▶ Prompt:
Look through the entries that follow and return each line that has the string "descriptor".

━━━━━ Extracted information

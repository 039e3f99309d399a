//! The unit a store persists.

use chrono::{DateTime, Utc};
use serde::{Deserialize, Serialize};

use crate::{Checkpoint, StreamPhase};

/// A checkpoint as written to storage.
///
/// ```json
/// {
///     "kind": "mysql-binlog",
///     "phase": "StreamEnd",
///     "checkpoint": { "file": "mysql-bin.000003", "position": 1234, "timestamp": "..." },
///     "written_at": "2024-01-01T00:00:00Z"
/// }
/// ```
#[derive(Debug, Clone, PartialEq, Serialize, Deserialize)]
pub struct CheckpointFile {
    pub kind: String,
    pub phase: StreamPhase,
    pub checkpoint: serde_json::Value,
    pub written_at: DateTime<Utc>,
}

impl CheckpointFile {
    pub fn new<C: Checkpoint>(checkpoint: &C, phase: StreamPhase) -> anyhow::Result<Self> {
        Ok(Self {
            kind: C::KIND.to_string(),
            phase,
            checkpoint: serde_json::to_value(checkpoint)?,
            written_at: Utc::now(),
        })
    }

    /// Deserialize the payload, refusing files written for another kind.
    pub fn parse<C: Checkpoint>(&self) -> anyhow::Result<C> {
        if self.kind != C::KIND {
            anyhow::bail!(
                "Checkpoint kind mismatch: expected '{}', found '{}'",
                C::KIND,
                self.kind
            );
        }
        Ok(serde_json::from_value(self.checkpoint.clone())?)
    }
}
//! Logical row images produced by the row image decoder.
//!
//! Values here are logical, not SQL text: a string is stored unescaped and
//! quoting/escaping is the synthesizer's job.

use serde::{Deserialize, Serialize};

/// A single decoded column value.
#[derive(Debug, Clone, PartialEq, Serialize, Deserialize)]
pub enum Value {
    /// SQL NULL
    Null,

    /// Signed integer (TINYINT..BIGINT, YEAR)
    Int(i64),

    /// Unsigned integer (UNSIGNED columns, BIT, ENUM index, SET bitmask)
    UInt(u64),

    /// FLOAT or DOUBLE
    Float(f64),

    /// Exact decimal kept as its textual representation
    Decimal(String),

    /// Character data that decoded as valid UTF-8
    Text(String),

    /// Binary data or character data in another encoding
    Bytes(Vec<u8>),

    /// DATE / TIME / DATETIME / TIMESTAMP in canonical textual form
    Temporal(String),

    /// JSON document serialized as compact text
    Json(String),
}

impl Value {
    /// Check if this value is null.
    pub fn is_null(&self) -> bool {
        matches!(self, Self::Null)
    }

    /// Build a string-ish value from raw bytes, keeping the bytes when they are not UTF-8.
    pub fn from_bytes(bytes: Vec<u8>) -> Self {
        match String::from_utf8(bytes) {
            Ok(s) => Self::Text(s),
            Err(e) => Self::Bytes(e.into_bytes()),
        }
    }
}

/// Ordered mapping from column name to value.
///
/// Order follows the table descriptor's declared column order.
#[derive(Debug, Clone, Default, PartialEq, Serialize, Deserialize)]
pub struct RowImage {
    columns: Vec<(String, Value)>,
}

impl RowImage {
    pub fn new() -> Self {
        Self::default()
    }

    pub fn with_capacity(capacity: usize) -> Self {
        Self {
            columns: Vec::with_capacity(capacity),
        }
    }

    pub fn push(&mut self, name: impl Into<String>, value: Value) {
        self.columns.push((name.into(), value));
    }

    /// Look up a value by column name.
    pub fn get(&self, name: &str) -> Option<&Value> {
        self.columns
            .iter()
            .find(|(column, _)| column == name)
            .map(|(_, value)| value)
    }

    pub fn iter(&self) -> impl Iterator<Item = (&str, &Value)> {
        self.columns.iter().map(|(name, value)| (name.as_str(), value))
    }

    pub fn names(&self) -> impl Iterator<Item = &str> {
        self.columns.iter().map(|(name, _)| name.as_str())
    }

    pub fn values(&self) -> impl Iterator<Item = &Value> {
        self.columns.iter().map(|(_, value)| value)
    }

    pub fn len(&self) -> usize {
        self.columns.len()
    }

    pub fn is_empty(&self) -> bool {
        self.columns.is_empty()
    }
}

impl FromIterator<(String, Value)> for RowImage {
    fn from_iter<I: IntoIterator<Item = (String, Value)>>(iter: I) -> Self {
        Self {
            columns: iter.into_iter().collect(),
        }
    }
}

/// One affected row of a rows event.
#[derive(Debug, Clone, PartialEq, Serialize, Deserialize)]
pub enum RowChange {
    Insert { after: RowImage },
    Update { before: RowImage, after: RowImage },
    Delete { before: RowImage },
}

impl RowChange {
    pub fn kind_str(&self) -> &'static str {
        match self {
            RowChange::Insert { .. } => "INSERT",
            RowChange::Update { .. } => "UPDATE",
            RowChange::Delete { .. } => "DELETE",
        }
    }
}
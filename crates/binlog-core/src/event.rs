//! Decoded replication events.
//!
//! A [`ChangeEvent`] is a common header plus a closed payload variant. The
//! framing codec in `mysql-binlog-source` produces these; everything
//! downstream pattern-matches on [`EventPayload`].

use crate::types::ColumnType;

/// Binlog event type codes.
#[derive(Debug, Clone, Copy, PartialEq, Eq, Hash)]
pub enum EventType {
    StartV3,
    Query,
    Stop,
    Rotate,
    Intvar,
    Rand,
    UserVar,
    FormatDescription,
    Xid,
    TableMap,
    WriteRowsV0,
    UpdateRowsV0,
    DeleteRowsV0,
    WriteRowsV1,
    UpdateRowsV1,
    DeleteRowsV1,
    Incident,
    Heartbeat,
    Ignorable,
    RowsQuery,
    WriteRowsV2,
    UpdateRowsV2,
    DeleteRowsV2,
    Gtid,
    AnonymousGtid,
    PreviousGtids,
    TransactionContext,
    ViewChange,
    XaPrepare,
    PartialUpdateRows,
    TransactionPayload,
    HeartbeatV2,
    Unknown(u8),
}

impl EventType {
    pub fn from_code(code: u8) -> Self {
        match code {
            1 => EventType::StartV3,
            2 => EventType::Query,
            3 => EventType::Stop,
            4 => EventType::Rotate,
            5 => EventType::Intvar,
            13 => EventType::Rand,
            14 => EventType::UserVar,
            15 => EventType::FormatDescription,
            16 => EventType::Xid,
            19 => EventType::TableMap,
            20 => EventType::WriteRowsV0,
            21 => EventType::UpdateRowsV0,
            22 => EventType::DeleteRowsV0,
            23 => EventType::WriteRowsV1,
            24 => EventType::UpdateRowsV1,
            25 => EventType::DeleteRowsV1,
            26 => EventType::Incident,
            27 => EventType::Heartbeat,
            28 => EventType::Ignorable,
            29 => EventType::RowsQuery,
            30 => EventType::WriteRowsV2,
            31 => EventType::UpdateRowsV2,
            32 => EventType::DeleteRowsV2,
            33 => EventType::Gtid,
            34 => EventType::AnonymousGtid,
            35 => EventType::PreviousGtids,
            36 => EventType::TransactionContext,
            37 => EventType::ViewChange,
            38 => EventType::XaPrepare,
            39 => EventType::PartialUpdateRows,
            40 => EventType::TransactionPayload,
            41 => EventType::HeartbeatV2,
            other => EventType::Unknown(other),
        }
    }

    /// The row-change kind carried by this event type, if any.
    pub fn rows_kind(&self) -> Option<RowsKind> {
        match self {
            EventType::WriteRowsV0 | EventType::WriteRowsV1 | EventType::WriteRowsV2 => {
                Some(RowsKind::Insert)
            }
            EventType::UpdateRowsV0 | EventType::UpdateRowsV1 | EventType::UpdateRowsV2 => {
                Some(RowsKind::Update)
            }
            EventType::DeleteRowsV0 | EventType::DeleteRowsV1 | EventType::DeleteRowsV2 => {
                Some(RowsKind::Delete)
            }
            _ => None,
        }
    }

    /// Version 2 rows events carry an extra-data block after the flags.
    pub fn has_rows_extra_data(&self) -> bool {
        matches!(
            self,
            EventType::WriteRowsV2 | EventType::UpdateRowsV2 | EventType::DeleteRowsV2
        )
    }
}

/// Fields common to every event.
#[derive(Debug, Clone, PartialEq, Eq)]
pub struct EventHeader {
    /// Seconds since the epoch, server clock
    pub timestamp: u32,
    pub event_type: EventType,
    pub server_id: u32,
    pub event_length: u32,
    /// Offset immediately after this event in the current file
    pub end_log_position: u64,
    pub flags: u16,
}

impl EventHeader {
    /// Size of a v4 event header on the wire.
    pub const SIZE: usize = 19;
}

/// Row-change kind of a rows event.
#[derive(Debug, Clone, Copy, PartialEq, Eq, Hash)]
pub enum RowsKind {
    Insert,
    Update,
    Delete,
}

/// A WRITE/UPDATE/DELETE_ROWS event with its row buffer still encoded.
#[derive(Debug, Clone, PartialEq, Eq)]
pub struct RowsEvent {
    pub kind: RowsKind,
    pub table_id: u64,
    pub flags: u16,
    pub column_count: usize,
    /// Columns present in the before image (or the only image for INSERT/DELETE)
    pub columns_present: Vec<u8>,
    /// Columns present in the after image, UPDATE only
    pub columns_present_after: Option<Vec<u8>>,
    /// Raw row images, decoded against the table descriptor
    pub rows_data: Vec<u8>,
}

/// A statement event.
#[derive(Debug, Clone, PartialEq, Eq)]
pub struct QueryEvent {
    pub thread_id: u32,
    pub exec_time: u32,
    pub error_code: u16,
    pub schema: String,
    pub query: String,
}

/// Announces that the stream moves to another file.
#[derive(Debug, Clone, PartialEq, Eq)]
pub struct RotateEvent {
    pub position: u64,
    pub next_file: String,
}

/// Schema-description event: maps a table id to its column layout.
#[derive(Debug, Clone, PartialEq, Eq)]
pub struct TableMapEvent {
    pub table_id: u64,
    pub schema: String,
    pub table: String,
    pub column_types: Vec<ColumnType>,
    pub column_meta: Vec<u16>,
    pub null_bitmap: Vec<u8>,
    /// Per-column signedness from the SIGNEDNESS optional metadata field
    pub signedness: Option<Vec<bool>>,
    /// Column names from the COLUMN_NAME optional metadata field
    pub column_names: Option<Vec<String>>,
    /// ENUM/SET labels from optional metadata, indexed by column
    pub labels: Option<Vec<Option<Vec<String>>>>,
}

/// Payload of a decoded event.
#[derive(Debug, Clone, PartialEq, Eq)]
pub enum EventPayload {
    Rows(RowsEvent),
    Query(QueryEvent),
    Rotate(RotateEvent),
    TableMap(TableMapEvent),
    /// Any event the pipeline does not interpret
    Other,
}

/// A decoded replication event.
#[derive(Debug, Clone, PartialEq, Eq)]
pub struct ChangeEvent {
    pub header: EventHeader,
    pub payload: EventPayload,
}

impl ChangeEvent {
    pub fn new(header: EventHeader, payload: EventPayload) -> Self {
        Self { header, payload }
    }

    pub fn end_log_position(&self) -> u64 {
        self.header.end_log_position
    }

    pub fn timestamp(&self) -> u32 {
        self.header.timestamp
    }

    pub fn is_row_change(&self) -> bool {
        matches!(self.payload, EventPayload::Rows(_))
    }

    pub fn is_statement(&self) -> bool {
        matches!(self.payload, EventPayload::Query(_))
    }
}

━━━━━━━━━━

▶ Answer for the task:
/// Order follows the table descriptor's declared column order.
    /// Raw row images, decoded against the table descriptor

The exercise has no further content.